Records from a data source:
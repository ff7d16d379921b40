//! Error types for the chess agent.
//!
//! This crate uses `thiserror` to provide a small enumeration per layer.
//! Position errors describe bad evaluator input, inference errors describe
//! a model that could not answer, and [`AgentError`] is what the
//! resolution layer surfaces to the serving code.

use std::time::Duration;

use thiserror::Error;

/// The board state supplied with a request could not be turned into a
/// consistent chess position.
#[derive(Error, Debug)]
pub enum PositionError {
    /// The provided FEN string could not be parsed.
    #[error("Invalid FEN: {0}")]
    InvalidFen(#[from] shakmaty::fen::ParseFenError),

    /// A parsed position is invalid from the perspective of `shakmaty`.
    #[error("Invalid Chess Position: {0}")]
    Inconsistent(#[from] shakmaty::PositionError<shakmaty::Chess>),

    /// A move in the supplied history is not legal where it was played.
    #[error("Illegal history move {mv:?} at ply {ply}")]
    IllegalHistory { ply: usize, mv: String },
}

/// A move string could not be matched to a legal move.
#[derive(Error, Debug, Clone, PartialEq, Eq)]
pub enum MoveError {
    #[error("{0:?} is neither UCI nor SAN")]
    Unparsable(String),

    #[error("{0:?} is not legal in this position")]
    Illegal(String),
}

/// The inference backend failed to produce text.
#[derive(Error, Debug)]
pub enum InferenceError {
    /// The backend is unreachable or refused the request.
    #[error("inference backend unavailable: {0}")]
    Unavailable(String),

    /// Generation did not finish within the allotted budget.
    #[error("inference timed out after {0:?}")]
    Timeout(Duration),

    /// Wraps an error returned by the underlying ONNX Runtime bindings.
    #[error("ONNX Runtime error: {0}")]
    Ort(#[from] ort::Error),

    /// Occurs when an ndarray has an unexpected shape during tensor
    /// preparation or extraction.
    #[error("Tensor shape error: {0}")]
    Shape(#[from] ndarray::ShapeError),

    #[error("HTTP error: {0}")]
    Http(#[from] reqwest::Error),

    /// The move vocabulary file is missing or malformed.
    #[error("move vocabulary error: {0}")]
    Vocabulary(String),

    #[error("I/O error: {0}")]
    Io(#[from] std::io::Error),

    #[error(transparent)]
    Position(#[from] PositionError),
}

impl InferenceError {
    /// Timeouts and unreachable backends are transient; the other variants
    /// point at a broken model or a bug.
    pub fn is_unavailable(&self) -> bool {
        matches!(self, Self::Unavailable(_) | Self::Timeout(_) | Self::Http(_))
    }
}

/// The configuration file or command line could not be loaded.
#[derive(Error, Debug)]
pub enum ConfigError {
    #[error("could not read {path}: {source}")]
    Read {
        path: String,
        #[source]
        source: std::io::Error,
    },

    #[error("could not parse config: {0}")]
    Parse(#[from] toml::de::Error),

    #[error("invalid config: {0}")]
    Invalid(String),
}

/// Errors that reach the serving layer.
#[derive(Error, Debug)]
pub enum AgentError {
    /// The position is terminal, so there is nothing to play.
    #[error("no legal move: {0}")]
    NoLegalMove(crate::types::Termination),
}
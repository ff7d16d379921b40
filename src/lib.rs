//! Serve a language model as a chess agent.
//!
//! A request carries a position; the crate asks a model for a move, pulls
//! a candidate out of whatever text comes back, checks it against the
//! rules, and falls back to a deterministic legal move when the model
//! fails. A non-terminal position therefore always gets a legal answer,
//! and a terminal one gets a game-over signal instead of a made-up move.
//!
//! The pieces, leaf first:
//!
//! - [`board`]: positions, legality, canonical move ordering.
//! - [`parser`]: candidate extraction from free-form completions.
//! - [`fallback`]: deterministic move choice.
//! - [`inference`]: the backend seam, with an in-process ONNX policy
//!   network and an OpenAI-compatible remote client.
//! - [`resolver`]: the per-request pipeline tying the above together.
//! - [`server`]: the HTTP endpoints.
//!
//! The library re-exports `shakmaty` for building positions.

pub mod board;
pub mod config;
pub mod error;
pub mod fallback;
pub mod heuristics;
pub mod inference;
pub mod logging;
pub mod parser;
pub mod prompt;
pub mod resolver;
pub mod server;
pub mod types;

pub use board::BoardState;
pub use error::{AgentError, ConfigError, InferenceError, MoveError, PositionError};
pub use inference::{DecodingOptions, GenerationRequest, InferenceBackend};
pub use resolver::{MoveResolver, Overrides, ResolverSettings};
pub use types::{CandidateMove, FallbackReason, MoveSource, Resolution, ResolvedMove, Termination};

/// Re-export of `shakmaty` for convenience when building positions.
pub use shakmaty;
//! Per-request move resolution.
//!
//! [`MoveResolver`] drives one request through
//! `Received → Decoded → Inferred → Parsed → Validated → Responded`. Any
//! failure after the board is decoded drops into the fallback branch, so
//! a non-terminal position always resolves to a legal move.

use std::sync::Arc;
use std::time::Duration;

use tracing::{debug, info, instrument, warn};

use crate::board::BoardState;
use crate::config::Config;
use crate::error::{AgentError, ConfigError, InferenceError};
use crate::fallback::FallbackPolicy;
use crate::inference::{DecodingOptions, GenerationRequest, InferenceBackend};
use crate::parser::{candidate_tokens, extract_move, extract_rationale};
use crate::prompt::{PromptTemplate, augment_with_heuristics};
use crate::types::{ChatMessage, FallbackReason, MoveSource, Resolution, ResolvedMove};

/// Switches that shape resolution, independent of the backend.
#[derive(Debug, Clone)]
pub struct ResolverSettings {
    /// Response budget; on expiry the fallback move is returned.
    pub timeout: Duration,
    pub scan_for_legal: bool,
    pub detect_draws: bool,
    pub heuristics: bool,
    pub forward_messages: bool,
}

impl Default for ResolverSettings {
    fn default() -> Self {
        Self {
            timeout: Duration::from_secs(20),
            scan_for_legal: true,
            detect_draws: false,
            heuristics: false,
            forward_messages: false,
        }
    }
}

/// Per-request decoding overrides sent by the evaluator.
#[derive(Debug, Clone, Copy, Default)]
pub struct Overrides {
    pub temperature: Option<f32>,
    pub max_tokens: Option<u32>,
}

pub struct MoveResolver {
    backend: Arc<dyn InferenceBackend>,
    fallback: FallbackPolicy,
    template: PromptTemplate,
    options: DecodingOptions,
    settings: ResolverSettings,
}

impl MoveResolver {
    pub fn new(
        backend: Arc<dyn InferenceBackend>,
        fallback: FallbackPolicy,
        template: PromptTemplate,
        options: DecodingOptions,
        settings: ResolverSettings,
    ) -> Self {
        Self {
            backend,
            fallback,
            template,
            options,
            settings,
        }
    }

    /// Wire a resolver from the process configuration.
    pub fn from_config(
        backend: Arc<dyn InferenceBackend>,
        config: &Config,
    ) -> Result<Self, ConfigError> {
        Ok(Self::new(
            backend,
            config.resolution.fallback_policy(),
            config.prompt_template()?,
            DecodingOptions {
                temperature: config.decoding.temperature,
                max_new_tokens: config.decoding.max_new_tokens,
                stop_sequences: config.decoding.stop_sequences.clone(),
            },
            ResolverSettings {
                timeout: config.server.response_timeout(),
                scan_for_legal: config.resolution.scan_for_legal,
                detect_draws: config.resolution.detect_draws,
                heuristics: config.resolution.heuristics,
                forward_messages: config.resolution.forward_messages,
            },
        ))
    }

    /// Resolve `board` to a move, or to the reason the game is over.
    ///
    /// `messages` are the evaluator's own chat messages, if it sent any;
    /// they reach the backend only in message-forwarding mode.
    #[instrument(skip_all, fields(fen = %board.fen(), backend = self.backend.name()))]
    pub async fn resolve(
        &self,
        board: &BoardState,
        messages: Option<&[ChatMessage]>,
        overrides: Overrides,
    ) -> Resolution {
        debug!(stage = "decoded", plies = board.history_len());

        if let Some(termination) = board.termination(self.settings.detect_draws) {
            info!(%termination, "game over, not calling the model");
            return Resolution::GameOver(termination);
        }

        let request = GenerationRequest {
            board: board.clone(),
            messages: self.backend_messages(board, messages),
            options: self.decoding_options(overrides),
        };

        let raw = match tokio::time::timeout(self.settings.timeout, self.backend.generate(&request))
            .await
        {
            Ok(Ok(raw)) => raw,
            Ok(Err(err)) => {
                let reason = match &err {
                    InferenceError::Timeout(_) => FallbackReason::Timeout,
                    _ => FallbackReason::InferenceUnavailable,
                };
                warn!(error = %err, "inference failed");
                return self.fall_back(board, reason);
            }
            Err(_) => {
                warn!(budget = ?self.settings.timeout, "inference exceeded response budget");
                return self.fall_back(board, FallbackReason::Timeout);
            }
        };
        debug!(stage = "inferred", chars = raw.len());

        match validate_completion(board, &raw, self.settings.scan_for_legal) {
            Ok(resolved) => {
                info!(uci = %resolved.uci, source = resolved.source.label(), "resolved move");
                Resolution::Move(resolved)
            }
            Err(reason) => self.fall_back(board, reason),
        }
    }

    /// Send the evaluator's messages to the backend unchanged and return
    /// the raw completion. Used when a request carries no position, so
    /// there is nothing to validate and no fallback to offer.
    #[instrument(skip_all, fields(backend = self.backend.name()))]
    pub async fn passthrough(
        &self,
        messages: &[ChatMessage],
        overrides: Overrides,
    ) -> Result<String, InferenceError> {
        let request = GenerationRequest {
            board: BoardState::default(),
            messages: messages.to_vec(),
            options: self.decoding_options(overrides),
        };
        tokio::time::timeout(self.settings.timeout, self.backend.generate(&request))
            .await
            .map_err(|_| InferenceError::Timeout(self.settings.timeout))?
    }

    fn fall_back(&self, board: &BoardState, reason: FallbackReason) -> Resolution {
        match self.fallback.fallback_move(board) {
            Ok(mv) => {
                let resolved = ResolvedMove {
                    mv,
                    uci: board.uci(mv),
                    san: board.san(mv),
                    rationale: None,
                    source: MoveSource::Fallback(reason),
                };
                warn!(%reason, uci = %resolved.uci, "using fallback move");
                Resolution::Move(resolved)
            }
            Err(AgentError::NoLegalMove(termination)) => Resolution::GameOver(termination),
        }
    }

    fn backend_messages(
        &self,
        board: &BoardState,
        messages: Option<&[ChatMessage]>,
    ) -> Vec<ChatMessage> {
        let forwarded = messages.filter(|m| self.settings.forward_messages && !m.is_empty());
        let Some(messages) = forwarded else {
            let mut prompt = self.template.render(board);
            if self.settings.heuristics && !self.template.as_str().contains("{heuristics}") {
                prompt = augment_with_heuristics(&prompt, board);
            }
            return vec![ChatMessage::user(prompt)];
        };

        let mut messages = messages.to_vec();
        if self.settings.heuristics {
            if let Some(last) = messages.iter_mut().rev().find(|m| m.role == "user") {
                last.content = augment_with_heuristics(&last.content, board);
            }
        }
        messages
    }

    fn decoding_options(&self, overrides: Overrides) -> DecodingOptions {
        let mut options = self.options.clone();
        if let Some(temperature) = overrides.temperature {
            options.temperature = temperature;
        }
        if let Some(max_tokens) = overrides.max_tokens {
            options.max_new_tokens = max_tokens;
        }
        options
    }
}

/// Parse `raw` and check the result against `board`.
///
/// The first extracted candidate wins when it is legal. Otherwise, with
/// `scan_for_legal`, every other move-like token is tried in order. The
/// error names why the fallback policy has to step in.
pub fn validate_completion(
    board: &BoardState,
    raw: &str,
    scan_for_legal: bool,
) -> Result<ResolvedMove, FallbackReason> {
    let candidate = extract_move(raw);
    debug!(stage = "parsed", candidate = ?candidate.as_ref().map(|c| c.text.as_str()));

    let rationale = candidate
        .as_ref()
        .and_then(|c| c.rationale.clone())
        .or_else(|| extract_rationale(raw));
    let resolved = |mv, source| ResolvedMove {
        mv,
        uci: board.uci(mv),
        san: board.san(mv),
        rationale: rationale.clone(),
        source,
    };

    let reason = match &candidate {
        Some(candidate) => match board.canonicalize(&candidate.text) {
            Ok(mv) => {
                debug!(stage = "validated", stage_hit = ?candidate.stage);
                return Ok(resolved(mv, MoveSource::Model));
            }
            Err(err) => {
                debug!(error = %err, "candidate rejected");
                FallbackReason::IllegalCandidate
            }
        },
        None => FallbackReason::NoCandidate,
    };

    if scan_for_legal {
        let first = candidate.as_ref().map(|c| c.text.as_str());
        let rescued = candidate_tokens(raw)
            .into_iter()
            .filter(|token| Some(token.as_str()) != first)
            .find_map(|token| board.canonicalize(&token).ok());
        if let Some(mv) = rescued {
            debug!(stage = "validated", "rescued a later token");
            return Ok(resolved(mv, MoveSource::Rescued));
        }
    }

    Err(reason)
}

WHAT TO WORK ON: Every line above that contains the word "nothing" should be reported.

THE COMPLETED TASK:
    /// The position is terminal, so there is nothing to play.
    /// there is nothing to validate and no fallback to offer.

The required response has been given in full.